Stored items >>
◆ ◆ ◆ ◆

//! 时间戳约定.
//!
//! 时间戳沿用 DirectShow 的参考时钟单位: 100 纳秒 (1 秒 = 10_000_000).
//! `NOPTS_VALUE` 表示上游没有提供时间戳.

/// 表示"未定义"的时间戳值
pub const NOPTS_VALUE: i64 = i64::MIN;

/// 每秒对应的参考时钟单位数
pub const UNITS_PER_SECOND: i64 = 10_000_000;

/// 参考时钟时间 (100ns 单位)
pub type ReferenceTime = i64;

/// 时间戳是否有效 (非 NOPTS_VALUE)
pub const fn is_valid(ts: ReferenceTime) -> bool {
    ts != NOPTS_VALUE
}

/// 转换为秒, 无效时间戳返回 `f64::NAN`
pub fn to_seconds(ts: ReferenceTime) -> f64 {
    if !is_valid(ts) {
        return f64::NAN;
    }
    ts as f64 / UNITS_PER_SECOND as f64
}

/// 修正上游给出的结束时间
///
/// 结束时间不晚于开始时间且有效时, 用平均帧时长推算结束时间.
pub fn normalize_stop(
    start: ReferenceTime,
    stop: ReferenceTime,
    average_frame_duration: ReferenceTime,
) -> ReferenceTime {
    if stop <= start && is_valid(stop) {
        start.saturating_add(average_frame_duration)
    } else {
        stop
    }
}

/// 格式化为便于日志阅读的字符串
pub fn display(ts: ReferenceTime) -> String {
    if is_valid(ts) {
        format!("{:.4}s", to_seconds(ts))
    } else {
        "NOPTS".to_string()
    }
}
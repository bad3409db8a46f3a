//! 日志系统.
//!
//! 控制台与按日文件两路输出, 文件名形如 `{prefix}.{YYYY-MM-DD}.log`.
//! 库内通过 `log` 门面输出的记录经 tracing-subscriber 桥接后落到同样的输出.
//! 后台维护任务每天零点切换文件, 并按保留天数删除或压缩历史文件.

use std::fs::{File, OpenOptions};
use std::io::Write;
use std::path::{Path, PathBuf};
use std::sync::atomic::{AtomicBool, Ordering};
use std::sync::{Arc, OnceLock};

use anyhow::{Context, Result};
use chrono::{Datelike, Local, NaiveDate, Timelike};
use serde::{Deserialize, Serialize};
use tracing_subscriber::{
    EnvFilter, Registry,
    fmt::{self, FormatEvent, FormatFields, format::Writer},
    layer::{Layer, SubscriberExt},
    registry::LookupSpan,
    util::SubscriberInitExt,
};

mod task;

pub use task::{MaintenanceReport, maintain_log_directory};

/// 日志配置
#[derive(Debug, Clone, PartialEq, Eq, Deserialize, Serialize)]
pub struct LoggingConfig {
    /// 文件输出的过滤规则 (EnvFilter 语法)
    #[serde(default = "default_level")]
    pub level: String,
    #[serde(default = "default_directory")]
    pub directory: String,
    #[serde(default = "default_file_prefix")]
    pub file_prefix: String,
    #[serde(default = "default_retention_days")]
    pub retention_days: i64,
    #[serde(default = "default_true")]
    pub compress_history: bool,
    #[serde(default = "default_cleanup_interval")]
    pub cleanup_interval_seconds: u64,
    /// 控制台输出的过滤规则
    #[serde(default = "default_console_level")]
    pub console_level: String,
}

impl Default for LoggingConfig {
    fn default() -> Self {
        Self {
            level: default_level(),
            directory: default_directory(),
            file_prefix: default_file_prefix(),
            retention_days: default_retention_days(),
            compress_history: true,
            cleanup_interval_seconds: default_cleanup_interval(),
            console_level: default_console_level(),
        }
    }
}

fn default_level() -> String {
    "info".to_string()
}

fn default_console_level() -> String {
    "debug".to_string()
}

fn default_directory() -> String {
    "logs".to_string()
}

fn default_file_prefix() -> String {
    "hwdec".to_string()
}

fn default_true() -> bool {
    true
}

fn default_retention_days() -> i64 {
    30
}

fn default_cleanup_interval() -> u64 {
    3600
}

static LOG_GUARD: OnceLock<tracing_appender::non_blocking::WorkerGuard> = OnceLock::new();

/// 初始化全局日志
///
/// 必须在 tokio 运行时内调用, 维护任务随运行时一起运行.
/// 全局订阅器只能设置一次, 重复调用返回错误.
pub fn init(config: LoggingConfig) -> Result<()> {
    std::fs::create_dir_all(&config.directory)
        .with_context(|| format!("创建日志目录失败, path={}", config.directory))?;

    let rotate_requested = Arc::new(AtomicBool::new(false));
    let file_writer = DailyFileWriter::new(
        Path::new(&config.directory),
        &config.file_prefix,
        Arc::clone(&rotate_requested),
    )?;

    let (non_blocking, guard) = tracing_appender::non_blocking(file_writer);
    LOG_GUARD.set(guard).ok();

    let console_filter = EnvFilter::try_new(&config.console_level)
        .with_context(|| format!("控制台日志级别无效: {}", config.console_level))?;
    let file_filter = EnvFilter::try_new(&config.level)
        .with_context(|| format!("文件日志级别无效: {}", config.level))?;

    let console_layer = fmt::Layer::default()
        .with_writer(std::io::stdout)
        .with_ansi(true)
        .event_format(ConsoleFormatter)
        .with_filter(console_filter);

    let file_layer = fmt::Layer::default()
        .with_writer(non_blocking)
        .with_ansi(false)
        .event_format(FileFormatter)
        .with_filter(file_filter);

    Registry::default()
        .with(console_layer)
        .with(file_layer)
        .try_init()
        .context("全局日志订阅器已初始化")?;

    task::spawn_log_maintenance_task(config, rotate_requested);

    Ok(())
}

// ============================================================
// 文件名
// ============================================================

/// 按日日志文件名
#[derive(Debug, Clone, Copy, PartialEq, Eq)]
pub struct LogFileName {
    pub date: NaiveDate,
    /// 是否为 `.log.gz`
    pub compressed: bool,
}

impl LogFileName {
    /// 解析 `{prefix}.{YYYY-MM-DD}.log[.gz]`, 其他文件返回 None
    pub fn parse(file_name: &str, prefix: &str) -> Option<Self> {
        let rest = file_name.strip_prefix(prefix)?.strip_prefix('.')?;
        let (date_part, compressed) = match rest.strip_suffix(".log.gz") {
            Some(date_part) => (date_part, true),
            None => (rest.strip_suffix(".log")?, false),
        };
        if date_part.len() != 10 {
            return None;
        }
        let date = NaiveDate::parse_from_str(date_part, "%Y-%m-%d").ok()?;
        Some(Self { date, compressed })
    }
}

/// 某天的日志文件路径
pub fn daily_log_path(directory: &Path, prefix: &str, date: NaiveDate) -> PathBuf {
    directory.join(format!("{}.{}.log", prefix, date.format("%Y-%m-%d")))
}

// ============================================================
// 文件输出
// ============================================================

/// 写入当天的日志文件, 收到切换请求后重新打开
struct DailyFileWriter {
    directory: PathBuf,
    prefix: String,
    rotate_requested: Arc<AtomicBool>,
    file: File,
}

impl DailyFileWriter {
    fn new(directory: &Path, prefix: &str, rotate_requested: Arc<AtomicBool>) -> Result<Self> {
        let path = daily_log_path(directory, prefix, Local::now().date_naive());
        let file = open_append(&path)?;
        Ok(Self {
            directory: directory.to_path_buf(),
            prefix: prefix.to_string(),
            rotate_requested,
            file,
        })
    }

    fn reopen(&mut self) -> std::io::Result<()> {
        let path = daily_log_path(&self.directory, &self.prefix, Local::now().date_naive());
        self.file = open_append(&path).map_err(std::io::Error::other)?;
        Ok(())
    }
}

impl Write for DailyFileWriter {
    fn write(&mut self, buf: &[u8]) -> std::io::Result<usize> {
        if self.rotate_requested.swap(false, Ordering::AcqRel) {
            self.reopen()?;
        }
        self.file.write_all(buf)?;
        Ok(buf.len())
    }

    fn flush(&mut self) -> std::io::Result<()> {
        self.file.flush()
    }
}

pub(crate) fn open_append(path: &Path) -> Result<File> {
    OpenOptions::new()
        .create(true)
        .append(true)
        .open(path)
        .with_context(|| format!("打开日志文件失败, path={}", path.display()))
}

// ============================================================
// 格式
// ============================================================

fn write_timestamp(writer: &mut Writer<'_>) -> std::fmt::Result {
    let now = Local::now();
    write!(
        writer,
        "[{:02}-{:02} {:02}:{:02}:{:02}.{:03}] ",
        now.month(),
        now.day(),
        now.hour(),
        now.minute(),
        now.second(),
        now.timestamp_subsec_millis()
    )
}

struct ConsoleFormatter;

impl<S, N> FormatEvent<S, N> for ConsoleFormatter
where
    S: tracing::Subscriber + for<'a> LookupSpan<'a>,
    N: for<'a> FormatFields<'a> + 'static,
{
    fn format_event(
        &self,
        ctx: &fmt::FmtContext<'_, S, N>,
        mut writer: Writer<'_>,
        event: &tracing::Event<'_>,
    ) -> std::fmt::Result {
        let meta = event.metadata();
        write_timestamp(&mut writer)?;
        let color = match *meta.level() {
            tracing::Level::ERROR => "\x1b[31m",
            tracing::Level::WARN => "\x1b[33m",
            tracing::Level::INFO => "\x1b[32m",
            _ => "\x1b[34m",
        };
        write!(
            writer,
            "{}{:5}\x1b[0m {} > ",
            color,
            meta.level().to_string(),
            meta.target()
        )?;
        ctx.format_fields(writer.by_ref(), event)?;
        writeln!(writer)
    }
}

struct FileFormatter;

impl<S, N> FormatEvent<S, N> for FileFormatter
where
    S: tracing::Subscriber + for<'a> LookupSpan<'a>,
    N: for<'a> FormatFields<'a> + 'static,
{
    fn format_event(
        &self,
        ctx: &fmt::FmtContext<'_, S, N>,
        mut writer: Writer<'_>,
        event: &tracing::Event<'_>,
    ) -> std::fmt::Result {
        let meta = event.metadata();
        write_timestamp(&mut writer)?;
        write!(writer, "{:5} {} > ", meta.level().to_string(), meta.target())?;
        ctx.format_fields(writer.by_ref(), event)?;
        writeln!(writer)
    }
}
//! 软件解码变体.
//!
//! 实际解码由外部后端完成, 这里只负责接口适配; 没有自己的 DPB.

use log::debug;

use hwdec_core::HwDecResult;

use crate::access_unit::AccessUnit;
use crate::decoder::{DecodeOutcome, DecodeStatus, Decoder};
use crate::frame::SampleHandle;

/// 软件后端一次调用的结果
#[derive(Debug, Clone, Copy, PartialEq, Eq, Default)]
pub struct SoftwareOutput {
    /// 消耗的字节数
    pub bytes_used: usize,
    /// 是否产出完整的一帧
    pub frame_complete: bool,
}

/// 外部软件解码后端
pub trait SoftwareBackend: Send {
    /// 解码一段数据, 产出的图像写入 `sample`
    fn decode(&mut self, data: &[u8], sample: &SampleHandle) -> HwDecResult<SoftwareOutput>;

    /// 丢弃内部缓存的图像
    fn flush(&mut self);
}

/// 软件 H.264 解码器
pub struct SoftwareH264Decoder {
    backend: Box<dyn SoftwareBackend>,
}

impl SoftwareH264Decoder {
    pub fn new(backend: Box<dyn SoftwareBackend>) -> Self {
        Self { backend }
    }
}

impl Decoder for SoftwareH264Decoder {
    fn name(&self) -> &str {
        "h264_software"
    }

    fn decode(&mut self, unit: &AccessUnit, sample: &SampleHandle) -> HwDecResult<DecodeOutcome> {
        if unit.discontinuity {
            self.backend.flush();
        }
        let output = self.backend.decode(&unit.data, sample)?;
        debug!(
            "H.264: 软件解码 {} 字节, 消耗 {}, 完整帧={}",
            unit.size(),
            output.bytes_used,
            output.frame_complete
        );
        Ok(DecodeOutcome {
            status: DecodeStatus::Ready,
            bytes_consumed: output.bytes_used,
            frame_ready: output.frame_complete,
            picture: None,
        })
    }

    fn flush(&mut self) {
        self.backend.flush();
    }
}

◆ ◆ ◆ ◆

How to complete this task >>
Write out once more the lines above beginning at the line with "fn decode(&mut self, unit: &AccessUnit, sample: &SampleHandle)"; continue through the final line and stop there.

Response >>
    fn decode(&mut self, unit: &AccessUnit, sample: &SampleHandle) -> HwDecResult<DecodeOutcome> {
        if unit.discontinuity {
            self.backend.flush();
        }
        let output = self.backend.decode(&unit.data, sample)?;
        debug!(
            "H.264: 软件解码 {} 字节, 消耗 {}, 完整帧={}",
            unit.size(),
            output.bytes_used,
            output.frame_complete
        );
        Ok(DecodeOutcome {
            status: DecodeStatus::Ready,
            bytes_consumed: output.bytes_used,
            frame_ready: output.frame_complete,
            picture: None,
        })
    }

    fn flush(&mut self) {
        self.backend.flush();
    }
}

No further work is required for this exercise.